INSTRUCTIONS TO FOLLOW → What you return must match the records word for word.

DATA PROVIDED →
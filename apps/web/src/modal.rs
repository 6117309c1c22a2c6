use std::collections::BTreeMap;

use crate::document::{Document, Slot};
use crate::render::escape_html;

#[derive(Debug, Clone, PartialEq, Eq)]
pub struct ProjectLink {
    pub text: String,
    pub url: String,
    pub icon: String,
    pub primary: bool,
}

/// Long-form description shown in the project modal.
#[derive(Debug, Clone, PartialEq, Eq)]
pub struct ProjectDetail {
    pub kind: String,
    pub description: String,
    pub tags: Vec<String>,
    pub status: Option<String>,
    pub icon: String,
    pub links: Vec<ProjectLink>,
}

/// Project details keyed by the card title that opens them.
#[derive(Debug, Clone, Default, PartialEq)]
pub struct ProjectCatalog {
    details: BTreeMap<String, ProjectDetail>,
}

impl ProjectCatalog {
    pub fn insert(&mut self, title: impl Into<String>, detail: ProjectDetail) {
        self.details.insert(title.into(), detail);
    }

    pub fn get(&self, title: &str) -> Option<&ProjectDetail> {
        self.details.get(title)
    }

    pub fn titles(&self) -> impl Iterator<Item = &str> {
        self.details.keys().map(String::as_str)
    }

    /// The projects featured on the site.
    pub fn portfolio() -> Self {
        const PROFILE: &str = "https://github.com/daniyalalidana";
        let github = |text: &str| ProjectLink {
            text: text.to_string(),
            url: PROFILE.to_string(),
            icon: "fa-github".to_string(),
            primary: true,
        };
        let tags = |items: &[&str]| items.iter().map(|t| t.to_string()).collect::<Vec<_>>();

        let mut catalog = Self::default();
        catalog.insert(
            "Data Collection for AI Model",
            ProjectDetail {
                kind: "Freelance Project - Upwork".to_string(),
                description: "Successfully completed a professional data collection project for \
                    training an AI model. Demonstrated expertise in data gathering, cleaning, and \
                    preparation for machine learning applications."
                    .to_string(),
                tags: tags(&["Data Collection", "Data Cleaning", "AI/ML", "Python"]),
                status: Some("Completed".to_string()),
                icon: "fa-briefcase".to_string(),
                links: vec![ProjectLink {
                    text: "View on Upwork".to_string(),
                    url: "https://www.upwork.com/freelancers/daniyalalidana".to_string(),
                    icon: "fa-external-link-alt".to_string(),
                    primary: false,
                }],
            },
        );
        catalog.insert(
            "Machine Learning Projects",
            ProjectDetail {
                kind: "Open Source - GitHub".to_string(),
                description: "Collection of machine learning projects showcasing supervised \
                    learning algorithms including regression, classification, and ensemble \
                    methods, each with documentation and performance metrics."
                    .to_string(),
                tags: tags(&["Scikit-learn", "Python", "ML Algorithms", "Data Science"]),
                status: None,
                icon: "fa-github".to_string(),
                links: vec![github("View on GitHub")],
            },
        );
        catalog.insert(
            "Supervised Learning Implementations",
            ProjectDetail {
                kind: "Academic & Personal Projects".to_string(),
                description: "Implementations of the major supervised learning algorithms: \
                    Linear Regression, Logistic Regression, Decision Trees, Random Forests, SVM, \
                    and Neural Networks, with theory notes and worked examples."
                    .to_string(),
                tags: tags(&[
                    "Linear Regression",
                    "Classification",
                    "Decision Trees",
                    "Neural Networks",
                ]),
                status: None,
                icon: "fa-project-diagram".to_string(),
                links: vec![github("GitHub Repository")],
            },
        );
        catalog.insert(
            "Data Analysis with Python",
            ProjectDetail {
                kind: "Course Project - IBM Certification".to_string(),
                description: "Data analysis projects using Pandas, NumPy, and visualization \
                    libraries, applying statistical methods to support data-driven decisions."
                    .to_string(),
                tags: tags(&["Pandas", "NumPy", "Matplotlib", "Data Viz"]),
                status: None,
                icon: "fa-chart-bar".to_string(),
                links: vec![github("GitHub Repository")],
            },
        );
        catalog
    }
}

/// Content currently inside the modal. `title`, `kind` and `description`
/// are plain text; the `_html` fields are already escaped markup.
#[derive(Debug, Clone, PartialEq, Eq)]
pub struct ModalView {
    pub title: String,
    pub kind: String,
    pub icon_class: String,
    pub description: String,
    pub tags_html: String,
    /// `None` hides the status row.
    pub status_html: Option<String>,
    pub links_html: String,
}

impl ModalView {
    fn build(title: &str, detail: &ProjectDetail) -> Self {
        let tags_html = detail
            .tags
            .iter()
            .map(|tag| format!(r#"<span class="tag">{}</span>"#, escape_html(tag)))
            .collect::<String>();

        let status_html = detail.status.as_ref().map(|status| {
            format!(
                r#"<i class="fas fa-check-circle"></i> {}"#,
                escape_html(status)
            )
        });

        let links_html = detail
            .links
            .iter()
            .map(|link| {
                let class = if link.primary {
                    "modal-link"
                } else {
                    "modal-link secondary"
                };
                format!(
                    r#"<a href="{}" target="_blank" rel="noopener noreferrer" class="{class}"><i class="fas {}"></i> {}</a>"#,
                    escape_html(&link.url),
                    escape_html(&link.icon),
                    escape_html(&link.text),
                )
            })
            .collect::<String>();

        Self {
            title: title.to_string(),
            kind: detail.kind.clone(),
            icon_class: format!("fas {}", detail.icon),
            description: detail.description.clone(),
            tags_html,
            status_html,
            links_html,
        }
    }

    /// The dialog markup for the `modal` slot of the page.
    pub fn to_html(&self, active: bool) -> String {
        let class = if active { "modal active" } else { "modal" };
        let status = match &self.status_html {
            Some(status) => format!(r#"<div class="modal-status">{status}</div>"#),
            None => r#"<div class="modal-status" hidden></div>"#.to_string(),
        };
        format!(
            concat!(
                r#"<div id="projectModal" class="{class}">"#,
                r#"<div class="modal-content">"#,
                r#"<button class="modal-close" aria-label="Close">&times;</button>"#,
                r#"<div class="modal-icon"><i class="{icon}"></i></div>"#,
                r#"<h2 class="modal-title">{title}</h2>"#,
                r#"<p class="modal-type">{kind}</p>"#,
                r#"<p class="modal-description">{description}</p>"#,
                r#"<div class="modal-tags">{tags}</div>"#,
                "{status}",
                r#"<div class="modal-links">{links}</div>"#,
                r#"</div></div>"#
            ),
            class = class,
            icon = escape_html(&self.icon_class),
            title = escape_html(&self.title),
            kind = escape_html(&self.kind),
            description = escape_html(&self.description),
            tags = self.tags_html,
            status = status,
            links = self.links_html,
        )
    }
}

/// The project detail dialog.
#[derive(Debug, Clone, PartialEq)]
pub struct ProjectModal {
    catalog: ProjectCatalog,
    active: bool,
    view: Option<ModalView>,
}

impl ProjectModal {
    pub fn new(catalog: ProjectCatalog) -> Self {
        Self {
            catalog,
            active: false,
            view: None,
        }
    }

    pub fn is_active(&self) -> bool {
        self.active
    }

    pub fn view(&self) -> Option<&ModalView> {
        self.view.as_ref()
    }

    /// Opens the modal for a card title. Unknown titles change nothing.
    pub fn open(&mut self, title: &str, document: &mut Document) -> bool {
        let Some(detail) = self.catalog.get(title) else {
            return false;
        };
        let view = ModalView::build(title, detail);
        document.fill(Slot::Modal, view.to_html(true));
        document.body_scroll_locked = true;
        self.view = Some(view);
        self.active = true;
        true
    }

    /// Backdrop click or close button. The last view stays rendered but hidden.
    pub fn close(&mut self, document: &mut Document) {
        self.active = false;
        document.body_scroll_locked = false;
        if let Some(view) = &self.view {
            document.fill(Slot::Modal, view.to_html(false));
        }
    }

    /// Returns true if the key closed the modal.
    pub fn on_key(&mut self, key: &str, document: &mut Document) -> bool {
        if key != "Escape" || !self.active {
            return false;
        }
        self.close(document);
        true
    }
}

ANSWER TO THIS PROBLEM →
filename apps/web/src/modal.rs
repository 6117309c1c22a2c6
use std::collections::BTreeMap;

use crate::document::{Document, Slot};
use crate::render::escape_html;

#[derive(Debug, Clone, PartialEq, Eq)]
pub struct ProjectLink {
    pub text: String,
    pub url: String,
    pub icon: String,
    pub primary: bool,
}

/// Long-form description shown in the project modal.
#[derive(Debug, Clone, PartialEq, Eq)]
pub struct ProjectDetail {
    pub kind: String,
    pub description: String,
    pub tags: Vec<String>,
    pub status: Option<String>,
    pub icon: String,
    pub links: Vec<ProjectLink>,
}

/// Project details keyed by the card title that opens them.
#[derive(Debug, Clone, Default, PartialEq)]
pub struct ProjectCatalog {
    details: BTreeMap<String, ProjectDetail>,
}

impl ProjectCatalog {
    pub fn insert(&mut self, title: impl Into<String>, detail: ProjectDetail) {
        self.details.insert(title.into(), detail);
    }

    pub fn get(&self, title: &str) -> Option<&ProjectDetail> {
        self.details.get(title)
    }

    pub fn titles(&self) -> impl Iterator<Item = &str> {
        self.details.keys().map(String::as_str)
    }

    /// The projects featured on the site.
    pub fn portfolio() -> Self {
        const PROFILE: &str = "https://github.com/daniyalalidana";
        let github = |text: &str| ProjectLink {
            text: text.to_string(),
            url: PROFILE.to_string(),
            icon: "fa-github".to_string(),
            primary: true,
        };
        let tags = |items: &[&str]| items.iter().map(|t| t.to_string()).collect::<Vec<_>>();

        let mut catalog = Self::default();
        catalog.insert(
            "Data Collection for AI Model",
            ProjectDetail {
                kind: "Freelance Project - Upwork".to_string(),
                description: "Successfully completed a professional data collection project for \
                    training an AI model. Demonstrated expertise in data gathering, cleaning, and \
                    preparation for machine learning applications."
                    .to_string(),
                tags: tags(&["Data Collection", "Data Cleaning", "AI/ML", "Python"]),
                status: Some("Completed".to_string()),
                icon: "fa-briefcase".to_string(),
                links: vec![ProjectLink {
                    text: "View on Upwork".to_string(),
                    url: "https://www.upwork.com/freelancers/daniyalalidana".to_string(),
                    icon: "fa-external-link-alt".to_string(),
                    primary: false,
                }],
            },
        );
        catalog.insert(
            "Machine Learning Projects",
            ProjectDetail {
                kind: "Open Source - GitHub".to_string(),
                description: "Collection of machine learning projects showcasing supervised \
                    learning algorithms including regression, classification, and ensemble \
                    methods, each with documentation and performance metrics."
                    .to_string(),
                tags: tags(&["Scikit-learn", "Python", "ML Algorithms", "Data Science"]),
                status: None,
                icon: "fa-github".to_string(),
                links: vec![github("View on GitHub")],
            },
        );
        catalog.insert(
            "Supervised Learning Implementations",
            ProjectDetail {
                kind: "Academic & Personal Projects".to_string(),
                description: "Implementations of the major supervised learning algorithms: \
                    Linear Regression, Logistic Regression, Decision Trees, Random Forests, SVM, \
                    and Neural Networks, with theory notes and worked examples."
                    .to_string(),
                tags: tags(&[
                    "Linear Regression",
                    "Classification",
                    "Decision Trees",
                    "Neural Networks",
                ]),
                status: None,
                icon: "fa-project-diagram".to_string(),
                links: vec![github("GitHub Repository")],
            },
        );
        catalog.insert(
            "Data Analysis with Python",
            ProjectDetail {
                kind: "Course Project - IBM Certification".to_string(),
                description: "Data analysis projects using Pandas, NumPy, and visualization \
                    libraries, applying statistical methods to support data-driven decisions."
                    .to_string(),
                tags: tags(&["Pandas", "NumPy", "Matplotlib", "Data Viz"]),
                status: None,
                icon: "fa-chart-bar".to_string(),
                links: vec![github("GitHub Repository")],
            },
        );
        catalog
    }
}

/// Content currently inside the modal. `title`, `kind` and `description`
/// are plain text; the `_html` fields are already escaped markup.
#[derive(Debug, Clone, PartialEq, Eq)]
pub struct ModalView {
    pub title: String,
    pub kind: String,
    pub icon_class: String,
    pub description: String,
    pub tags_html: String,
    /// `None` hides the status row.
    pub status_html: Option<String>,
    pub links_html: String,
}

impl ModalView {
    fn build(title: &str, detail: &ProjectDetail) -> Self {
        let tags_html = detail
            .tags
            .iter()
            .map(|tag| format!(r#"<span class="tag">{}</span>"#, escape_html(tag)))
            .collect::<String>();

        let status_html = detail.status.as_ref().map(|status| {
            format!(
                r#"<i class="fas fa-check-circle"></i> {}"#,
                escape_html(status)
            )
        });

        let links_html = detail
            .links
            .iter()
            .map(|link| {
                let class = if link.primary {
                    "modal-link"
                } else {
                    "modal-link secondary"
                };
                format!(
                    r#"<a href="{}" target="_blank" rel="noopener noreferrer" class="{class}"><i class="fas {}"></i> {}</a>"#,
                    escape_html(&link.url),
                    escape_html(&link.icon),
                    escape_html(&link.text),
                )
            })
            .collect::<String>();

        Self {
            title: title.to_string(),
            kind: detail.kind.clone(),
            icon_class: format!("fas {}", detail.icon),
            description: detail.description.clone(),
            tags_html,
            status_html,
            links_html,
        }
    }

    /// The dialog markup for the `modal` slot of the page.
    pub fn to_html(&self, active: bool) -> String {
        let class = if active { "modal active" } else { "modal" };
        let status = match &self.status_html {
            Some(status) => format!(r#"<div class="modal-status">{status}</div>"#),
            None => r#"<div class="modal-status" hidden></div>"#.to_string(),
        };
        format!(
            concat!(
                r#"<div id="projectModal" class="{class}">"#,
                r#"<div class="modal-content">"#,
                r#"<button class="modal-close" aria-label="Close">&times;</button>"#,
                r#"<div class="modal-icon"><i class="{icon}"></i></div>"#,
                r#"<h2 class="modal-title">{title}</h2>"#,
                r#"<p class="modal-type">{kind}</p>"#,
                r#"<p class="modal-description">{description}</p>"#,
                r#"<div class="modal-tags">{tags}</div>"#,
                "{status}",
                r#"<div class="modal-links">{links}</div>"#,
                r#"</div></div>"#
            ),
            class = class,
            icon = escape_html(&self.icon_class),
            title = escape_html(&self.title),
            kind = escape_html(&self.kind),
            description = escape_html(&self.description),
            tags = self.tags_html,
            status = status,
            links = self.links_html,
        )
    }
}

/// The project detail dialog.
#[derive(Debug, Clone, PartialEq)]
pub struct ProjectModal {
    catalog: ProjectCatalog,
    active: bool,
    view: Option<ModalView>,
}

impl ProjectModal {
    pub fn new(catalog: ProjectCatalog) -> Self {
        Self {
            catalog,
            active: false,
            view: None,
        }
    }

    pub fn is_active(&self) -> bool {
        self.active
    }

    pub fn view(&self) -> Option<&ModalView> {
        self.view.as_ref()
    }

    /// Opens the modal for a card title. Unknown titles change nothing.
    pub fn open(&mut self, title: &str, document: &mut Document) -> bool {
        let Some(detail) = self.catalog.get(title) else {
            return false;
        };
        let view = ModalView::build(title, detail);
        document.fill(Slot::Modal, view.to_html(true));
        document.body_scroll_locked = true;
        self.view = Some(view);
        self.active = true;
        true
    }

    /// Backdrop click or close button. The last view stays rendered but hidden.
    pub fn close(&mut self, document: &mut Document) {
        self.active = false;
        document.body_scroll_locked = false;
        if let Some(view) = &self.view {
            document.fill(Slot::Modal, view.to_html(false));
        }
    }

    /// Returns true if the key closed the modal.
    pub fn on_key(&mut self, key: &str, document: &mut Document) -> bool {
        if key != "Escape" || !self.active {
            return false;
        }
        self.close(document);
        true
    }
}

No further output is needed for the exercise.